The problem — For the string "Some", state the number of lines in the data that contain it, and nothing else.
(Data listing Opens)
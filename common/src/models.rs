use std::fmt;

use serde::{Deserialize, Serialize};

/// Marker used for a bomb cell in the dictionary and rendered forms.
pub const BOMB_SYMBOL: &str = ".";

#[derive(Clone, Copy, Debug, Default, PartialEq, Eq, Hash, Serialize, Deserialize)]
pub enum GameState {
    #[default]
    #[serde(rename = "ongoing")]
    Ongoing,
    #[serde(rename = "defeat")]
    Defeat,
    #[serde(rename = "victory")]
    Victory,
}

impl GameState {
    pub fn is_terminal(self) -> bool {
        self != GameState::Ongoing
    }
}

impl fmt::Display for GameState {
    fn fmt(&self, f: &mut fmt::Formatter) -> fmt::Result {
        let name = match self {
            GameState::Ongoing => "ongoing",
            GameState::Defeat => "defeat",
            GameState::Victory => "victory",
        };
        write!(f, "{name}")
    }
}

/// A board cell: either a bomb or the number of bombs around it.
///
/// Serialized as a bare integer, or as the string `"."` for a bomb.
#[derive(Clone, Copy, Debug, PartialEq, Eq, Hash, Serialize, Deserialize)]
#[serde(try_from = "RawBoardCell", into = "RawBoardCell")]
pub enum BoardCell {
    Bomb,
    Count(u32),
}

impl BoardCell {
    pub fn is_bomb(self) -> bool {
        self == BoardCell::Bomb
    }

    /// Single character symbol shown for this cell when visible.
    pub fn symbol(self) -> String {
        match self {
            BoardCell::Bomb => BOMB_SYMBOL.to_string(),
            BoardCell::Count(0) => " ".to_string(),
            BoardCell::Count(n) => n.to_string(),
        }
    }
}

impl fmt::Display for BoardCell {
    fn fmt(&self, f: &mut fmt::Formatter) -> fmt::Result {
        match self {
            BoardCell::Bomb => write!(f, "'{BOMB_SYMBOL}'"),
            BoardCell::Count(n) => write!(f, "{n}"),
        }
    }
}

#[derive(Serialize, Deserialize)]
#[serde(untagged)]
enum RawBoardCell {
    Count(u32),
    Marker(String),
}

impl TryFrom<RawBoardCell> for BoardCell {
    type Error = String;

    fn try_from(value: RawBoardCell) -> Result<Self, Self::Error> {
        match value {
            RawBoardCell::Count(n) => Ok(BoardCell::Count(n)),
            RawBoardCell::Marker(marker) if marker == BOMB_SYMBOL => Ok(BoardCell::Bomb),
            RawBoardCell::Marker(marker) => Err(format!("unknown board marker {marker:?}")),
        }
    }
}

impl From<BoardCell> for RawBoardCell {
    fn from(value: BoardCell) -> Self {
        match value {
            BoardCell::Bomb => RawBoardCell::Marker(BOMB_SYMBOL.to_string()),
            BoardCell::Count(n) => RawBoardCell::Count(n),
        }
    }
}

/// Nested arrays of arbitrary depth, as found in the dictionary form.
#[derive(Clone, Debug, PartialEq, Eq, Serialize, Deserialize)]
#[serde(untagged)]
pub enum Nested<T> {
    Array(Vec<Nested<T>>),
    Leaf(T),
}

impl<T> Nested<T> {
    /// Nesting depth, following the first element at every level.
    pub fn depth(&self) -> usize {
        match self {
            Nested::Leaf(_) => 0,
            Nested::Array(items) => 1 + items.first().map_or(0, Nested::depth),
        }
    }

    /// Element at `coord`, one index per nesting level.
    pub fn get(&self, coord: &[usize]) -> Option<&T> {
        match (self, coord.split_first()) {
            (Nested::Leaf(value), None) => Some(value),
            (Nested::Array(items), Some((&first, rest))) => items.get(first)?.get(rest),
            _ => None,
        }
    }
}

/// Dictionary form of a mine field game.
#[derive(Clone, Debug, PartialEq, Eq, Serialize, Deserialize)]
pub struct GameDict {
    pub dimensions: Vec<usize>,
    pub board: Nested<BoardCell>,
    pub mask: Nested<bool>,
    pub state: GameState,
}

/// Parameters for a randomly generated mine field.
#[derive(Clone, Debug, PartialEq, Eq, Serialize, Deserialize)]
#[serde(default)]
pub struct FieldParams {
    pub dimensions: Vec<usize>,
    pub bombs: usize,
}

impl Default for FieldParams {
    fn default() -> Self {
        Self {
            dimensions: vec![9, 9],
            bombs: 10,
        }
    }
}

#[derive(Clone, Copy, Debug, PartialEq, Eq, Hash, Serialize, Deserialize)]
pub enum ColorMode {
    #[serde(rename = "L")]
    L,
    #[serde(rename = "LA")]
    La,
    #[serde(rename = "RGB")]
    Rgb,
    #[serde(rename = "RGBA")]
    Rgba,
    #[serde(rename = "RGBX")]
    Rgbx,
    #[serde(rename = "CMYK")]
    Cmyk,
    #[serde(rename = "P")]
    Palette,
    #[serde(rename = "I")]
    Int32,
    #[serde(rename = "F")]
    Float32,
}

impl ColorMode {
    /// Interleaved bytes per pixel for the 8-bit modes.
    pub fn channels(self) -> Option<usize> {
        match self {
            ColorMode::L | ColorMode::Palette => Some(1),
            ColorMode::La => Some(2),
            ColorMode::Rgb => Some(3),
            ColorMode::Rgba | ColorMode::Rgbx | ColorMode::Cmyk => Some(4),
            ColorMode::Int32 | ColorMode::Float32 => None,
        }
    }

    pub fn is_rgb_family(self) -> bool {
        matches!(self, ColorMode::Rgb | ColorMode::Rgba | ColorMode::Rgbx)
    }
}

impl fmt::Display for ColorMode {
    fn fmt(&self, f: &mut fmt::Formatter) -> fmt::Result {
        let name = match self {
            ColorMode::L => "L",
            ColorMode::La => "LA",
            ColorMode::Rgb => "RGB",
            ColorMode::Rgba => "RGBA",
            ColorMode::Rgbx => "RGBX",
            ColorMode::Cmyk => "CMYK",
            ColorMode::Palette => "P",
            ColorMode::Int32 => "I",
            ColorMode::Float32 => "F",
        };
        write!(f, "{name}")
    }
}

/// Decoded raster as handed over by an image codec: interleaved 8-bit
/// channels, row-major.
#[derive(Clone, Debug, PartialEq, Eq, Serialize, Deserialize)]
pub struct RawImage {
    pub width: usize,
    pub height: usize,
    pub mode: ColorMode,
    pub data: Vec<u8>,
}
(Data listing Closes)
Solution to the exercise — 6